// HTTP tests for debt, installment preview and transaction endpoints

#[path = "../helpers/mod.rs"]
mod helpers;

use actix_web::{test, App};
use fintrack::core::AuthEvent;
use fintrack::middleware::API_KEY_HEADER;
use helpers::*;
use serde_json::{json, Value};

#[actix_web::test]
async fn test_health_is_public() {
    let ctx = TestContext::new();
    let app = test::init_service(App::new().configure(ctx.configure())).await;

    let req = test::TestRequest::get().uri("/health").to_request();
    let resp = test::call_service(&app, req).await;
    assert_eq!(resp.status(), 200);
}

#[actix_web::test]
async fn test_api_requires_valid_key() {
    let ctx = TestContext::new();
    let app = test::init_service(App::new().configure(ctx.configure())).await;

    let req = test::TestRequest::get().uri("/api/debts").to_request();
    let err = test::try_call_service(&app, req).await.unwrap_err();
    assert_eq!(err.error_response().status(), 401);

    let req = test::TestRequest::get()
        .uri("/api/debts")
        .insert_header((API_KEY_HEADER, "not-a-key"))
        .to_request();
    let err = test::try_call_service(&app, req).await.unwrap_err();
    assert_eq!(err.error_response().status(), 401);
}

#[actix_web::test]
async fn test_known_key_is_cached_after_first_request() {
    let ctx = TestContext::new();
    let (_, key) = ctx.register_user("Dewi").await;
    let app = test::init_service(App::new().configure(ctx.configure())).await;

    for _ in 0..3 {
        let req = test::TestRequest::get()
            .uri("/api/debts")
            .insert_header((API_KEY_HEADER, key.as_str()))
            .to_request();
        let resp = test::call_service(&app, req).await;
        assert_eq!(resp.status(), 200);
    }

    assert_eq!(ctx.users.lookups(), 1);
}

#[actix_web::test]
async fn test_create_and_list_debts() {
    let ctx = TestContext::new();
    let (_, key) = ctx.register_user("Budi").await;
    let app = test::init_service(App::new().configure(ctx.configure())).await;

    let req = test::TestRequest::post()
        .uri("/api/debts")
        .insert_header((API_KEY_HEADER, key.as_str()))
        .set_json(TestDataFactory::debt_payload("1000000", 3, "2024-01-31", "Phone"))
        .to_request();
    let resp = test::call_service(&app, req).await;
    assert_eq!(resp.status(), 201);

    let created: Value = test::read_body_json(resp).await;
    assert_eq!(created["debt_ids"].as_array().map(Vec::len), Some(3));
    assert_eq!(created["debts"][0]["amount"], "333333");
    assert_eq!(created["debts"][2]["amount"], "333334");
    assert_eq!(created["debts"][1]["due_date"], "2024-02-29");
    assert_eq!(created["debts"][2]["note"], "Phone, Debt payment, 3/3");

    let req = test::TestRequest::get()
        .uri("/api/debts?as_of=2024-02-15")
        .insert_header((API_KEY_HEADER, key.as_str()))
        .to_request();
    let listed: Value = test::call_and_read_body_json(&app, req).await;
    assert_eq!(listed["total_unpaid"], "1000000");
    assert_eq!(listed["debts"][0]["status"], "overdue");
    assert_eq!(listed["debts"][1]["status"], "upcoming");
}

#[actix_web::test]
async fn test_invalid_tenor_returns_400() {
    let ctx = TestContext::new();
    let (_, key) = ctx.register_user("Sari").await;
    let app = test::init_service(App::new().configure(ctx.configure())).await;

    let req = test::TestRequest::post()
        .uri("/api/debts")
        .insert_header((API_KEY_HEADER, key.as_str()))
        .set_json(TestDataFactory::debt_payload("1000", 0, "2024-01-01", "x"))
        .to_request();
    let resp = test::call_service(&app, req).await;
    assert_eq!(resp.status(), 400);

    let body: Value = test::read_body_json(resp).await;
    assert_eq!(body["error"]["code"], 400);
    assert_eq!(ctx.debts.count(), 0);
}

#[actix_web::test]
async fn test_malformed_body_returns_400() {
    let ctx = TestContext::new();
    let (_, key) = ctx.register_user("Sari").await;
    let app = test::init_service(App::new().configure(ctx.configure())).await;

    let req = test::TestRequest::post()
        .uri("/api/debts")
        .insert_header((API_KEY_HEADER, key.as_str()))
        .set_json(json!({ "total_amount": "1000" }))
        .to_request();
    let resp = test::call_service(&app, req).await;
    assert_eq!(resp.status(), 400);
}

#[actix_web::test]
async fn test_pay_and_delete_debt() {
    let ctx = TestContext::new();
    let (_, key) = ctx.register_user("Andi").await;
    let (_, other_key) = ctx.register_user("Rina").await;
    let app = test::init_service(App::new().configure(ctx.configure())).await;

    let req = test::TestRequest::post()
        .uri("/api/debts")
        .insert_header((API_KEY_HEADER, key.as_str()))
        .set_json(TestDataFactory::debt_payload("200000", 2, "2024-07-01", "Bed"))
        .to_request();
    let created: Value = test::call_and_read_body_json(&app, req).await;
    let id = created["debt_ids"][0].as_str().unwrap().to_string();

    let req = test::TestRequest::post()
        .uri(&format!("/api/debts/{}/pay", id))
        .insert_header((API_KEY_HEADER, other_key.as_str()))
        .to_request();
    assert_eq!(test::call_service(&app, req).await.status(), 404);

    let req = test::TestRequest::post()
        .uri(&format!("/api/debts/{}/pay", id))
        .insert_header((API_KEY_HEADER, key.as_str()))
        .to_request();
    let paid: Value = test::call_and_read_body_json(&app, req).await;
    assert_eq!(paid["paid"], true);
    assert_eq!(paid["status"], "paid");

    let req = test::TestRequest::post()
        .uri(&format!("/api/debts/{}/pay", id))
        .insert_header((API_KEY_HEADER, key.as_str()))
        .to_request();
    assert_eq!(test::call_service(&app, req).await.status(), 400);

    let req = test::TestRequest::delete()
        .uri(&format!("/api/debts/{}", id))
        .insert_header((API_KEY_HEADER, key.as_str()))
        .to_request();
    assert_eq!(test::call_service(&app, req).await.status(), 204);
    assert_eq!(ctx.debts.count(), 1);
}

#[actix_web::test]
async fn test_upcoming_and_due_this_month() {
    let ctx = TestContext::new();
    let (_, key) = ctx.register_user("Tono").await;
    let app = test::init_service(App::new().configure(ctx.configure())).await;

    let req = test::TestRequest::post()
        .uri("/api/debts")
        .insert_header((API_KEY_HEADER, key.as_str()))
        .set_json(TestDataFactory::debt_payload("600000", 6, "2024-01-10", "Oven"))
        .to_request();
    assert_eq!(test::call_service(&app, req).await.status(), 201);

    let req = test::TestRequest::get()
        .uri("/api/debts/upcoming?as_of=2024-02-11&limit=2")
        .insert_header((API_KEY_HEADER, key.as_str()))
        .to_request();
    let upcoming: Value = test::call_and_read_body_json(&app, req).await;
    let due: Vec<&str> = upcoming["debts"]
        .as_array()
        .unwrap()
        .iter()
        .map(|d| d["due_date"].as_str().unwrap())
        .collect();
    assert_eq!(due, vec!["2024-03-10", "2024-04-10"]);

    let req = test::TestRequest::get()
        .uri("/api/debts/due-this-month?as_of=2024-05-01")
        .insert_header((API_KEY_HEADER, key.as_str()))
        .to_request();
    let this_month: Value = test::call_and_read_body_json(&app, req).await;
    assert_eq!(this_month["debts"].as_array().map(Vec::len), Some(1));
    assert_eq!(this_month["total_unpaid"], "100000");
}

#[actix_web::test]
async fn test_installment_preview_does_not_persist() {
    let ctx = TestContext::new();
    let (_, key) = ctx.register_user("Lina").await;
    let app = test::init_service(App::new().configure(ctx.configure())).await;

    let req = test::TestRequest::post()
        .uri("/api/installments/preview")
        .insert_header((API_KEY_HEADER, key.as_str()))
        .set_json(json!({
            "total_amount": "100",
            "tenor": 3,
            "start_date": "2024-01-31",
            "note": "Course",
            "currency": "USD"
        }))
        .to_request();
    let resp = test::call_service(&app, req).await;
    assert_eq!(resp.status(), 200);

    let body: Value = test::read_body_json(resp).await;
    assert_eq!(body["currency"], "USD");
    assert_eq!(body["installments"].as_array().map(Vec::len), Some(3));
    assert_eq!(ctx.debts.count(), 0);
}

#[actix_web::test]
async fn test_record_and_list_transactions() {
    let ctx = TestContext::new();
    let (_, key) = ctx.register_user("Eko").await;
    let app = test::init_service(App::new().configure(ctx.configure())).await;

    let req = test::TestRequest::post()
        .uri("/api/incomes")
        .insert_header((API_KEY_HEADER, key.as_str()))
        .set_json(json!({ "amount": "5000000", "category": "salary", "date": "2024-03-01T08:00:00" }))
        .to_request();
    assert_eq!(test::call_service(&app, req).await.status(), 201);

    let req = test::TestRequest::post()
        .uri("/api/expenses")
        .insert_header((API_KEY_HEADER, key.as_str()))
        .set_json(json!({ "amount": "75000", "category": "food", "date": "2024-03-02T12:00:00" }))
        .to_request();
    let expense: Value = test::call_and_read_body_json(&app, req).await;
    assert_eq!(expense["kind"], "expense");

    let req = test::TestRequest::get()
        .uri("/api/transactions?kind=expense")
        .insert_header((API_KEY_HEADER, key.as_str()))
        .to_request();
    let history: Value = test::call_and_read_body_json(&app, req).await;
    assert_eq!(history["transactions"].as_array().map(Vec::len), Some(1));
    assert!(history.get("next_offset").is_none());

    let id = expense["id"].as_str().unwrap();
    let req = test::TestRequest::delete()
        .uri(&format!("/api/transactions/{}", id))
        .insert_header((API_KEY_HEADER, key.as_str()))
        .to_request();
    assert_eq!(test::call_service(&app, req).await.status(), 204);
    assert_eq!(ctx.transactions.count(), 1);
}

#[actix_web::test]
async fn test_monthly_income_and_expense_listings() {
    let ctx = TestContext::new();
    let (_, key) = ctx.register_user("Fitri").await;
    let app = test::init_service(App::new().configure(ctx.configure())).await;

    for (uri, body) in [
        ("/api/incomes", json!({ "amount": "4000000", "category": "salary", "date": "2024-02-01T09:00:00" })),
        ("/api/incomes", json!({ "amount": "250000", "date": "2024-02-20T09:00:00" })),
        ("/api/incomes", json!({ "amount": "4000000", "category": "salary", "date": "2024-03-01T09:00:00" })),
        ("/api/expenses", json!({ "amount": "90000", "category": "food", "date": "2024-02-29T19:00:00" })),
    ] {
        let req = test::TestRequest::post()
            .uri(uri)
            .insert_header((API_KEY_HEADER, key.as_str()))
            .set_json(body)
            .to_request();
        assert_eq!(test::call_service(&app, req).await.status(), 201);
    }

    let req = test::TestRequest::get()
        .uri("/api/incomes?month=2024-02-15")
        .insert_header((API_KEY_HEADER, key.as_str()))
        .to_request();
    let incomes: Value = test::call_and_read_body_json(&app, req).await;
    assert_eq!(incomes["month_start"], "2024-02-01");
    let rows = incomes["transactions"].as_array().unwrap();
    assert_eq!(rows.len(), 2);
    assert_eq!(rows[0]["amount"], "250000");
    assert!(rows.iter().all(|r| r["kind"] == "income"));

    let req = test::TestRequest::get()
        .uri("/api/expenses?month=2024-02-01")
        .insert_header((API_KEY_HEADER, key.as_str()))
        .to_request();
    let expenses: Value = test::call_and_read_body_json(&app, req).await;
    assert_eq!(expenses["transactions"].as_array().map(Vec::len), Some(1));

    let req = test::TestRequest::get()
        .uri("/api/incomes?month=not-a-date")
        .insert_header((API_KEY_HEADER, key.as_str()))
        .to_request();
    assert_eq!(test::call_service(&app, req).await.status(), 400);
}

#[actix_web::test]
async fn test_revoked_key_is_rejected() {
    let ctx = TestContext::new();
    let (user_id, key) = ctx.register_user("Gita").await;
    let mut events = ctx.store.subscribe();
    let app = test::init_service(App::new().configure(ctx.configure())).await;

    let req = test::TestRequest::get()
        .uri("/api/debts")
        .insert_header((API_KEY_HEADER, key.as_str()))
        .to_request();
    assert_eq!(test::call_service(&app, req).await.status(), 200);

    let req = test::TestRequest::delete()
        .uri("/api/keys/current")
        .insert_header((API_KEY_HEADER, key.as_str()))
        .to_request();
    assert_eq!(test::call_service(&app, req).await.status(), 204);

    let req = test::TestRequest::get()
        .uri("/api/debts")
        .insert_header((API_KEY_HEADER, key.as_str()))
        .to_request();
    let err = test::try_call_service(&app, req).await.unwrap_err();
    assert_eq!(err.error_response().status(), 401);

    let mut signed_out = false;
    while let Ok(event) = events.try_recv() {
        signed_out |= event == AuthEvent::SignedOut { user_id: user_id.clone() };
    }
    assert!(signed_out);
}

WHAT IS REQUIRED: Gather all lines of the records that include the word "fintrack".

OUTPUT FOR THIS EXERCISE:
use fintrack::core::AuthEvent;
use fintrack::middleware::API_KEY_HEADER;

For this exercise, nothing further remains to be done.